Внезапно из самой середины сломанной сирени раздались стоны и невнятные маты.
Потом поломанные ветки захрустели, и перед собравшимися появился весь исцарапанный в разодранной тельняшке, пьяный в дымину десантник. Охая, корчась от боли и хромая, он добрался до лавочки и плюхнулся на нее, обняв себя за живот. Какое-то время он, постанывая, качался взад вперед, поминая чью то мать. Сочувствующие еще опасались, но уже готовились ринуться на помощь. Вверху раздались крики и радостные вопли:
- Братан! Ты живой! Ты лучший, братишка, ты лучший! - орали трое таких же полосатых.
Десантник посмотрел наверх, победно вскинул руки и изобразил улыбку.
- Братаны! За ВДВ! С вас пузырь!
- Какой базар! Поднимайся!
- Я же говорил, что прыгну! Проспорили, уроды! Мы в Афгане и повыше с вертушек прыгали!
Он направился к лестнице. Математик траекторию его движения назвал бы - синусоидальной с широкой амплитудой. Бабульки сбились в плотные кучки, соответствующие ареалам проживания. О теме их переговоров гадать не приходилось. Ребетня отъехала подальше, готовая вернуться на исходные позиции в случае продолжения шоу.
- Это же надо, мы скорую вызвали, а он сам ходит! - эмоционально обсуждали собравшиеся.
- И правильно сделали, он вон какой поцарапанный, да побитый.
- Конечно, правильно. Наверняка, что-то отбил себе. Просто пьяный, ничего не соображает.
- Мозги он себе отбил! Надо же додуматься с пятого этажа!

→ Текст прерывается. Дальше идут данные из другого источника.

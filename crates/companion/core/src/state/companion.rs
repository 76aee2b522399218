//! The controlled entity as seen by its controller.
//!
//! The host simulation owns every [`Companion`]; the controller only borrows
//! one for the duration of a call. Fields mirror what the host keeps on the
//! unit: identity, resources, flags and the regeneration modifiers that are
//! currently applied by effects.

use bitflags::bitflags;

use super::common::{EntityId, Position, ResourceMeter};

bitflags! {
    /// Transient unit states owned by the movement and combat layers.
    #[derive(Clone, Copy, Debug, PartialEq, Eq, Hash, Default)]
    #[cfg_attr(feature = "serde", derive(serde::Serialize, serde::Deserialize))]
    pub struct UnitStateFlags: u32 {
        const STUNNED    = 1 << 3;
        const FOLLOW     = 1 << 4;
        const DISTRACTED = 1 << 19;
    }
}

bitflags! {
    /// Interaction flags an idle, unhired companion exposes to players.
    #[derive(Clone, Copy, Debug, PartialEq, Eq, Hash, Default)]
    #[cfg_attr(feature = "serde", derive(serde::Serialize, serde::Deserialize))]
    pub struct NpcFlags: u32 {
        const GOSSIP     = 0x0000_0001;
        const QUESTGIVER = 0x0000_0002;
        const TRAINER    = 0x0000_0010;
        const VENDOR     = 0x0000_0080;
    }
}

bitflags! {
    /// Static flags from the companion's template.
    #[derive(Clone, Copy, Debug, PartialEq, Eq, Hash, Default)]
    #[cfg_attr(feature = "serde", derive(serde::Serialize, serde::Deserialize))]
    pub struct TemplateFlags: u32 {
        /// Joins fights against anything attacking a player.
        const CAN_ASSIST = 0x0000_1000;
    }
}

bitflags! {
    #[derive(Clone, Copy, Debug, PartialEq, Eq, Hash, Default)]
    #[cfg_attr(feature = "serde", derive(serde::Serialize, serde::Deserialize))]
    pub struct PvpFlags: u8 {
        const PVP     = 1 << 0;
        const FFA_PVP = 1 << 1;
    }
}

/// Power resource a unit spends. Discriminants match the wire encoding.
#[derive(
    Clone,
    Copy,
    Debug,
    Default,
    PartialEq,
    Eq,
    Hash,
    strum::Display,
    strum::EnumString,
    strum::AsRefStr,
)]
#[cfg_attr(feature = "serde", derive(serde::Serialize, serde::Deserialize))]
#[strum(serialize_all = "snake_case", ascii_case_insensitive)]
#[repr(u8)]
pub enum PowerKind {
    #[default]
    Mana = 0,
    Rage = 1,
    Focus = 2,
    Energy = 3,
}

impl PowerKind {
    pub const COUNT: usize = 4;

    #[inline]
    const fn index(self) -> usize {
        self as usize
    }
}

/// How the last power change was made visible to the host.
#[derive(Clone, Copy, Debug, PartialEq, Eq)]
pub enum PowerSync {
    /// Full write: observers are notified and dependent state recomputed.
    Authoritative,
    /// Value-only write: the stored value changes but no notification is sent.
    ValueOnly,
}

/// Template data the companion was spawned from.
#[derive(Clone, Debug, PartialEq, Eq, Default)]
#[cfg_attr(feature = "serde", derive(serde::Serialize, serde::Deserialize))]
pub struct CompanionTemplate {
    pub entry: u32,
    pub faction: u32,
    pub flags: TemplateFlags,
}

/// Regeneration-relevant effects currently applied to the companion.
///
/// Percentage lists hold one value per active effect; they are applied in
/// order, each compounding on the running total.
#[derive(Clone, Debug, PartialEq, Eq, Default)]
#[cfg_attr(feature = "serde", derive(serde::Serialize, serde::Deserialize))]
pub struct RegenModifiers {
    pub polymorphed: bool,
    /// Base health regeneration override from effects; ignored unless positive.
    pub base_regen: i32,
    /// Out-of-combat health regeneration percentages.
    pub health_regen_pct: Vec<i32>,
    /// Flat health regeneration per 5 seconds.
    pub mod_regen: i32,
    /// Percentage of normal health regeneration kept while engaged.
    pub regen_during_combat_pct: Option<i32>,
    /// Flat health regeneration that also applies while engaged.
    pub health_regen_in_combat: Option<i32>,
    /// Power regeneration percentages keyed by the power they affect.
    pub power_regen_pct: Vec<(PowerKind, i32)>,
}

impl RegenModifiers {
    /// True if any effect allows health regeneration while engaged.
    pub fn allows_combat_regen(&self) -> bool {
        self.regen_during_combat_pct.is_some() || self.health_regen_in_combat.is_some()
    }
}

/// Mana regeneration rates maintained by the host's stat system.
#[derive(Clone, Copy, Debug, PartialEq, Default)]
#[cfg_attr(feature = "serde", derive(serde::Serialize, serde::Deserialize))]
pub struct ManaRegen {
    /// Mana per second under normal regeneration.
    pub flat: f32,
    /// Mana per second while a recent mana spend suppresses normal regeneration.
    pub interrupted_flat: f32,
    /// True while the last mana spend still suppresses normal regeneration.
    pub recently_spent: bool,
}

/// Vehicle seat the companion currently occupies.
#[derive(Clone, Copy, Debug, PartialEq, Eq)]
#[cfg_attr(feature = "serde", derive(serde::Serialize, serde::Deserialize))]
pub struct VehicleSeat {
    pub seat_id: u32,
    pub can_attack: bool,
}

/// A companion unit owned by the host simulation.
#[derive(Clone, Debug, PartialEq)]
pub struct Companion {
    pub id: EntityId,
    pub name: String,
    pub template: CompanionTemplate,
    pub level: u8,
    pub faction: u32,
    pub position: Position,
    pub zone: u16,
    pub health: ResourceMeter,
    /// Health at creation for the current level, before modifiers.
    pub create_health: u32,
    pub power_type: PowerKind,
    powers: [ResourceMeter; PowerKind::COUNT],
    last_power_sync: Option<(PowerKind, PowerSync)>,
    pub alive: bool,
    pub in_world: bool,
    pub victim: Option<EntityId>,
    pub unit_state: UnitStateFlags,
    pub npc_flags: NpcFlags,
    pub pvp: PvpFlags,
    pub vehicle: Option<VehicleSeat>,
    /// Set while a player controls the companion through ownership.
    pub player_controlled: bool,
    pub loot_recipient: Option<EntityId>,
    pub regen_modifiers: RegenModifiers,
    pub mana_regen: ManaRegen,
}

impl Companion {
    pub fn new(id: EntityId, name: impl Into<String>, template: CompanionTemplate) -> Self {
        Self {
            id,
            name: name.into(),
            faction: template.faction,
            template,
            level: 1,
            position: Position::default(),
            zone: 0,
            health: ResourceMeter::full(1),
            create_health: 1,
            power_type: PowerKind::Mana,
            powers: [ResourceMeter::default(); PowerKind::COUNT],
            last_power_sync: None,
            alive: true,
            in_world: true,
            victim: None,
            unit_state: UnitStateFlags::empty(),
            npc_flags: NpcFlags::GOSSIP,
            pvp: PvpFlags::empty(),
            vehicle: None,
            player_controlled: false,
            loot_recipient: None,
            regen_modifiers: RegenModifiers::default(),
            mana_regen: ManaRegen::default(),
        }
    }

    pub fn with_level(mut self, level: u8) -> Self {
        self.level = level;
        self
    }

    pub fn with_position(mut self, position: Position) -> Self {
        self.position = position;
        self
    }

    pub fn with_health(mut self, health: ResourceMeter) -> Self {
        self.health = health;
        self.create_health = health.maximum;
        self
    }

    pub fn with_power(mut self, kind: PowerKind, meter: ResourceMeter) -> Self {
        self.power_type = kind;
        self.powers[kind.index()] = meter;
        self
    }

    pub fn power(&self, kind: PowerKind) -> ResourceMeter {
        self.powers[kind.index()]
    }

    /// Meter of the power the companion actually uses.
    pub fn current_power(&self) -> ResourceMeter {
        self.power(self.power_type)
    }

    pub fn set_max_power(&mut self, kind: PowerKind, maximum: u32) {
        let meter = &mut self.powers[kind.index()];
        meter.maximum = maximum;
        meter.current = meter.current.min(maximum);
    }

    /// Authoritative power write.
    pub fn set_power(&mut self, kind: PowerKind, value: u32) {
        self.powers[kind.index()].set(value);
        self.last_power_sync = Some((kind, PowerSync::Authoritative));
    }

    /// Value-only power write; the stored value stays authoritative for later reads.
    pub fn update_power_value(&mut self, kind: PowerKind, value: u32) {
        self.powers[kind.index()].set(value);
        self.last_power_sync = Some((kind, PowerSync::ValueOnly));
    }

    /// Adds power with an authoritative write. Returns the amount gained.
    pub fn modify_power(&mut self, kind: PowerKind, amount: u32) -> u32 {
        let gained = self.powers[kind.index()].gain(amount);
        self.last_power_sync = Some((kind, PowerSync::Authoritative));
        gained
    }

    /// How the most recent power change was written, if any.
    pub fn last_power_sync(&self) -> Option<(PowerKind, PowerSync)> {
        self.last_power_sync
    }

    /// Adds health, clamped at the maximum. Returns the amount gained.
    pub fn modify_health(&mut self, amount: u32) -> u32 {
        self.health.gain(amount)
    }

    pub fn is_stunned(&self) -> bool {
        self.unit_state.contains(UnitStateFlags::STUNNED)
    }

    pub fn can_assist(&self) -> bool {
        self.template.flags.contains(TemplateFlags::CAN_ASSIST)
    }

    /// True unless the companion sits in a vehicle seat that forbids attacking.
    pub fn can_attack_on_vehicle(&self) -> bool {
        self.vehicle.is_none_or(|seat| seat.can_attack)
    }

    /// Drops every applied effect.
    pub fn clear_effects(&mut self) {
        self.regen_modifiers = RegenModifiers::default();
    }
}

#[cfg(test)]
mod tests {
    use super::*;

    #[test]
    fn power_writes_record_their_sync_kind() {
        let mut companion = Companion::new(EntityId(7), "Rook", CompanionTemplate::default())
            .with_power(PowerKind::Energy, ResourceMeter::new(10, 100));

        companion.update_power_value(PowerKind::Energy, 20);
        assert_eq!(
            companion.last_power_sync(),
            Some((PowerKind::Energy, PowerSync::ValueOnly))
        );
        assert_eq!(companion.current_power().current, 20);

        companion.set_power(PowerKind::Energy, 150);
        assert_eq!(companion.current_power().current, 100);
        assert_eq!(
            companion.last_power_sync(),
            Some((PowerKind::Energy, PowerSync::Authoritative))
        );
    }

    #[test]
    fn vehicle_seat_can_forbid_attacking() {
        let mut companion = Companion::new(EntityId(7), "Rook", CompanionTemplate::default());
        assert!(companion.can_attack_on_vehicle());

        companion.vehicle = Some(VehicleSeat {
            seat_id: 12,
            can_attack: false,
        });
        assert!(!companion.can_attack_on_vehicle());
    }
}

Разговоры, как морские волны, то шумно накатывали, то тихо отступали, постепенно успокаиваясь. Яркость происшествия уже стала меркнуть под легким пеплом времени и единодушными выводами - хоть и пьяный, но не зря в десанте служил, когда на том же самом балконе вновь раздались пьяные крики и смех. Поцарапанный орел в сопровождении друзей решительно схватился за перила и на удивление легко для пьяного перелез через них. Держась сзади за металлическое ограждение, выставив вперед намечающееся пузо он стоял на самом краю плиты. На этот раз на голове его был, голубой берет с красным клинышком.
- Десантура! Вперед! - крикнул он, делая шаг в пустоту.

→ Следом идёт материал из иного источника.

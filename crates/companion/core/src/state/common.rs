use std::fmt;

/// Unique identifier for any entity in the host simulation.
#[derive(Clone, Copy, Debug, PartialEq, Eq, PartialOrd, Ord, Hash, Default)]
#[cfg_attr(feature = "serde", derive(serde::Serialize, serde::Deserialize))]
pub struct EntityId(pub u64);

impl EntityId {
    /// The empty identifier. Never refers to a live entity.
    pub const EMPTY: Self = Self(0);

    #[inline]
    pub const fn is_empty(self) -> bool {
        self.0 == 0
    }
}

impl fmt::Display for EntityId {
    fn fmt(&self, f: &mut fmt::Formatter<'_>) -> fmt::Result {
        write!(f, "#{}", self.0)
    }
}

/// Identifier of a player group (party or raid).
#[derive(Clone, Copy, Debug, PartialEq, Eq, PartialOrd, Ord, Hash)]
#[cfg_attr(feature = "serde", derive(serde::Serialize, serde::Deserialize))]
pub struct GroupId(pub u32);

impl fmt::Display for GroupId {
    fn fmt(&self, f: &mut fmt::Formatter<'_>) -> fmt::Result {
        write!(f, "group#{}", self.0)
    }
}

/// World position. Distances are only defined between positions on the same map.
#[derive(Clone, Copy, Debug, PartialEq, Default)]
#[cfg_attr(feature = "serde", derive(serde::Serialize, serde::Deserialize))]
pub struct Position {
    pub map: u32,
    pub x: f32,
    pub y: f32,
    pub z: f32,
}

impl Position {
    pub const fn new(map: u32, x: f32, y: f32, z: f32) -> Self {
        Self { map, x, y, z }
    }

    /// Euclidean distance, or `None` when the positions are on different maps.
    pub fn distance(&self, other: &Position) -> Option<f32> {
        if self.map != other.map {
            return None;
        }
        let dx = self.x - other.x;
        let dy = self.y - other.y;
        let dz = self.z - other.z;
        Some((dx * dx + dy * dy + dz * dz).sqrt())
    }

    /// True if `other` is on the same map and no further than `range`.
    pub fn is_within(&self, other: &Position, range: f32) -> bool {
        self.distance(other).is_some_and(|d| d <= range)
    }
}

/// Integer resource meter (health, mana, energy).
#[derive(Clone, Copy, Debug, PartialEq, Eq, Default)]
#[cfg_attr(feature = "serde", derive(serde::Serialize, serde::Deserialize))]
pub struct ResourceMeter {
    pub current: u32,
    pub maximum: u32,
}

impl ResourceMeter {
    pub const fn new(current: u32, maximum: u32) -> Self {
        Self { current, maximum }
    }

    pub const fn full(maximum: u32) -> Self {
        Self::new(maximum, maximum)
    }

    pub const fn is_full(&self) -> bool {
        self.current >= self.maximum
    }

    /// Adds `amount`, clamping at the maximum. Returns the amount actually gained.
    pub fn gain(&mut self, amount: u32) -> u32 {
        let before = self.current;
        self.current = self.current.saturating_add(amount).min(self.maximum);
        self.current - before
    }

    /// Sets the current value, clamped to the maximum.
    pub fn set(&mut self, value: u32) {
        self.current = value.min(self.maximum);
    }
}

#[cfg(test)]
mod tests {
    use super::*;

    #[test]
    fn distance_is_undefined_across_maps() {
        let a = Position::new(0, 0.0, 0.0, 0.0);
        let b = Position::new(1, 0.0, 0.0, 0.0);

        assert_eq!(a.distance(&b), None);
        assert!(!a.is_within(&b, 1000.0));
    }

    #[test]
    fn is_within_includes_the_boundary() {
        let a = Position::new(0, 0.0, 0.0, 0.0);
        let b = Position::new(0, 3.0, 4.0, 0.0);

        assert!(a.is_within(&b, 5.0));
        assert!(!a.is_within(&b, 4.9));
    }

    #[test]
    fn gain_clamps_at_maximum() {
        let mut meter = ResourceMeter::new(90, 100);

        assert_eq!(meter.gain(25), 10);
        assert!(meter.is_full());
    }
}
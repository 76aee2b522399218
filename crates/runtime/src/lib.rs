//! Reference host for companion controllers.
//!
//! `companion-core` only talks to its surroundings through traits. This crate
//! provides an in-memory implementation of every one of them and a batch tick
//! driver, [`CompanionRuntime`], that owns a population of companions.
//!
//! Modules are organized by responsibility:
//! - [`runtime`] hosts the tick driver and builder
//! - [`oracle`] answers world, ability and randomness queries
//! - [`drivers`] records movement and combat commands
//! - [`ledger`] tracks which owner hired which companion
//! - [`outbox`] collects encoded packets for group members
//! - [`loaders`] reads configuration and ability data from disk
pub mod config;
pub mod drivers;
pub mod error;
pub mod ledger;
pub mod loaders;
pub mod oracle;
pub mod outbox;
pub mod runtime;

pub use config::{PopulationConfig, RuntimeConfig};
pub use drivers::{CombatRecorder, MovementCommand, MovementRecorder};
pub use error::{Result, RuntimeError};
pub use ledger::CompanionLedger;
pub use loaders::{AbilityLoader, ConfigLoader, LoadResult};
pub use oracle::{AbilityCatalogue, Group, StdRngOracle, World};
pub use outbox::{OutboundPacket, PacketOutbox};
pub use runtime::{CompanionRuntime, CompanionSlot, RuntimeBuilder, TickReport};
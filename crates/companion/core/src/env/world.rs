use crate::state::{EntityId, GroupId, Position};

/// Snapshot of another unit as the host sees it at the time of the query.
#[derive(Clone, Debug, PartialEq)]
pub struct UnitInfo {
    pub id: EntityId,
    pub alive: bool,
    /// False while the unit is between maps or logged out.
    pub in_world: bool,
    pub position: Position,
    pub group: Option<GroupId>,
    /// True when the unit's group is a raid rather than a small party.
    pub in_raid: bool,
    pub faction: u32,
    pub player_controlled: bool,
    /// True only for real players. Companions are never players, even while
    /// a player controls them.
    pub is_player: bool,
    pub victim: Option<EntityId>,
    /// False for units that cannot be selected as a target at all.
    pub targetable: bool,
    /// False while the unit stands where the querying companion cannot go
    /// (deep water, air).
    pub accessible: bool,
}

impl UnitInfo {
    /// A live, in-world, targetable non-player unit with no group and no
    /// victim.
    pub fn new(id: EntityId, position: Position) -> Self {
        Self {
            id,
            alive: true,
            in_world: true,
            position,
            group: None,
            in_raid: false,
            faction: 0,
            player_controlled: false,
            is_player: false,
            victim: None,
            targetable: true,
            accessible: true,
        }
    }

    /// A player unit.
    pub fn player(id: EntityId, position: Position) -> Self {
        Self {
            player_controlled: true,
            is_player: true,
            ..Self::new(id, position)
        }
    }

    pub fn is_within(&self, position: &Position, range: f32) -> bool {
        self.position.is_within(position, range)
    }
}

/// Read-only lookups into the host simulation.
pub trait WorldOracle {
    /// Resolves a unit by id. `None` once the unit has left the simulation.
    fn unit(&self, id: EntityId) -> Option<UnitInfo>;

    /// Members of a group in join order.
    fn group_members(&self, group: GroupId) -> Vec<EntityId>;

    fn in_line_of_sight(&self, from: &Position, to: &Position) -> bool;

    /// Faction reaction between two factions.
    fn is_friendly(&self, faction: u32, other: u32) -> bool;
}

- Бляяяяяяяяяяяяяяяяя! Хупс! - звук, замкнувший победный крик, был короткий и глухой. Сорванный в полете берет, упал на асфальт около лавочки.
Народ онемел. Друзья прыгнувшего, перегнувшись через перила, смотрели с балкона вниз. Все напряженно ждали. Мальчишки, побросав велосипеды, начали подходить поближе. В кустах не было никакого движения. Стоящие наверху резко бросились назад в комнату. Минутой позже, они выбежали из подъезда и остановились около сирени, не решаясь лезть дальше.

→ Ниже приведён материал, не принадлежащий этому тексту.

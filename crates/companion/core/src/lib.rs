//! Per-companion behavioral controller for a host-driven simulation.
//!
//! `companion-core` decides what a companion does each tick: follow its
//! leader, assist players, evade, regenerate, and when to run its full update
//! at all. Everything it needs from the surrounding simulation comes in through
//! the collaborator traits in [`env`], and all per-tick work flows through
//! [`controller::CompanionController::tick`].
pub mod config;
pub mod controller;
pub mod cooldown;
pub mod env;
pub mod error;
pub mod packet;
pub mod regen;
pub mod schedule;
pub mod state;

#[cfg(test)]
mod testing;

pub use config::{ControllerConfig, RegenConfig, SchedulerConfig};
pub use controller::{CompanionController, TickOutcome};
pub use cooldown::{CooldownEntry, CooldownError, CooldownTable};
pub use env::{
    AbilityId, AbilityInfo, AbilityOracle, CombatDriver, CompanionEnv, CompanionRegistry,
    GroupBroadcast, MovementDriver, MovementKind, PcgRng, RngOracle, UnitInfo, WorldOracle,
};
pub use error::{CompanionError, ErrorSeverity};
pub use packet::{GroupUpdateFlags, MemberStatus, PartyMemberStats, SMSG_PARTY_MEMBER_STATS};
pub use regen::{RegenContext, RegenTick, Regenerator};
pub use schedule::{Assignment, SchedulingBatch, UpdateScheduler};
pub use state::{
    Companion, CompanionTemplate, EntityId, FollowError, FollowFlags, FollowState, GroupId,
    ManaRegen, NpcFlags, PowerKind, PowerSync, Position, PvpFlags, RegenModifiers, ResourceMeter,
    TemplateFlags, UnitStateFlags, VehicleSeat,
};
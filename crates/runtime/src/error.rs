//! Errors surfaced by the reference host.
use companion_core::{EntityId, FollowError, GroupId};
use thiserror::Error;

pub type Result<T> = std::result::Result<T, RuntimeError>;

#[derive(Debug, Error)]
pub enum RuntimeError {
    #[error("entity {0} is not in the world")]
    UnknownEntity(EntityId),

    #[error("companion {0} is not spawned")]
    UnknownCompanion(EntityId),

    #[error("{0} does not exist")]
    UnknownGroup(GroupId),

    #[error("entity {0} already exists")]
    DuplicateEntity(EntityId),

    #[error("template entry {entry} of {id} is not a companion template")]
    NotACompanion { id: EntityId, entry: u32 },

    #[error("companion {companion} is already hired by {owner}")]
    AlreadyHired {
        companion: EntityId,
        owner: EntityId,
    },

    #[error("follow request rejected")]
    Follow(#[from] FollowError),
}
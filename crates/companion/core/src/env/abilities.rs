use std::fmt;

/// Identifier of an ability rank. Zero means "no ability".
#[derive(Clone, Copy, Debug, PartialEq, Eq, PartialOrd, Ord, Hash, Default)]
#[cfg_attr(feature = "serde", derive(serde::Serialize, serde::Deserialize))]
#[cfg_attr(feature = "serde", serde(transparent))]
pub struct AbilityId(pub u32);

impl AbilityId {
    pub const NONE: Self = Self(0);

    #[inline]
    pub const fn is_none(self) -> bool {
        self.0 == 0
    }
}

impl fmt::Display for AbilityId {
    fn fmt(&self, f: &mut fmt::Formatter<'_>) -> fmt::Result {
        write!(f, "ability:{}", self.0)
    }
}

/// Static metadata of one ability rank.
#[derive(Clone, Debug, PartialEq)]
#[cfg_attr(feature = "serde", derive(serde::Serialize, serde::Deserialize))]
pub struct AbilityInfo {
    pub id: AbilityId,
    /// Minimum companion level for this rank.
    pub base_level: u8,
    pub next_rank: Option<AbilityId>,
    pub max_range_hostile: f32,
    pub max_range_friendly: f32,
}

impl AbilityInfo {
    pub fn max_range(&self, hostile: bool) -> f32 {
        if hostile {
            self.max_range_hostile
        } else {
            self.max_range_friendly
        }
    }
}

/// Ability metadata lookup.
pub trait AbilityOracle {
    fn ability(&self, id: AbilityId) -> Option<AbilityInfo>;
}
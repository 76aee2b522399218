use crate::packet::PartyMemberStats;
use crate::state::{EntityId, GroupId};

/// Group-visible status channel.
pub trait GroupBroadcast {
    fn send_member_stats(&mut self, recipient: EntityId, stats: &PartyMemberStats);

    /// Asks the host to resend the full group roster.
    fn send_group_update(&mut self, group: GroupId);
}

- Братан? - негромко позвал один из них.
Никакого ответа
- Братан, ты чего?
На двор навалилась вязкая тишина. Все напряженно ждали. Вдалеке слышалась сирена приближающейся скорой.
Пока я продирался сквозь кусты и докладывал Лене об увиденном, Олег в сторонке выяснял, что произошло. Голова, горе-десантника была повернута под таким углом, что снимала все вопросы о его состоянии. Кровь из уха змейкой стекала на шею и дальше под подбородок, бок основательно распорола ветка сирени.
- Ладно, Виталька, вылезай, - Леня отвернулся. - Иди, ментов вызывай.
В машине я начал звонить в лазарет, что бы они передали милиции. Олег вернулся и сел на свое место в головах носилок. Закинув ногу на подлокотник, одной рукой обхватив спинку кресла, другой вытащил сигарету. Я дал ему прикурить.
- Долб…б, - зло прокомментировал Олег, выпуская струю дыма. И была в его голосе не только злость, а еще какая-то горечь и тоска.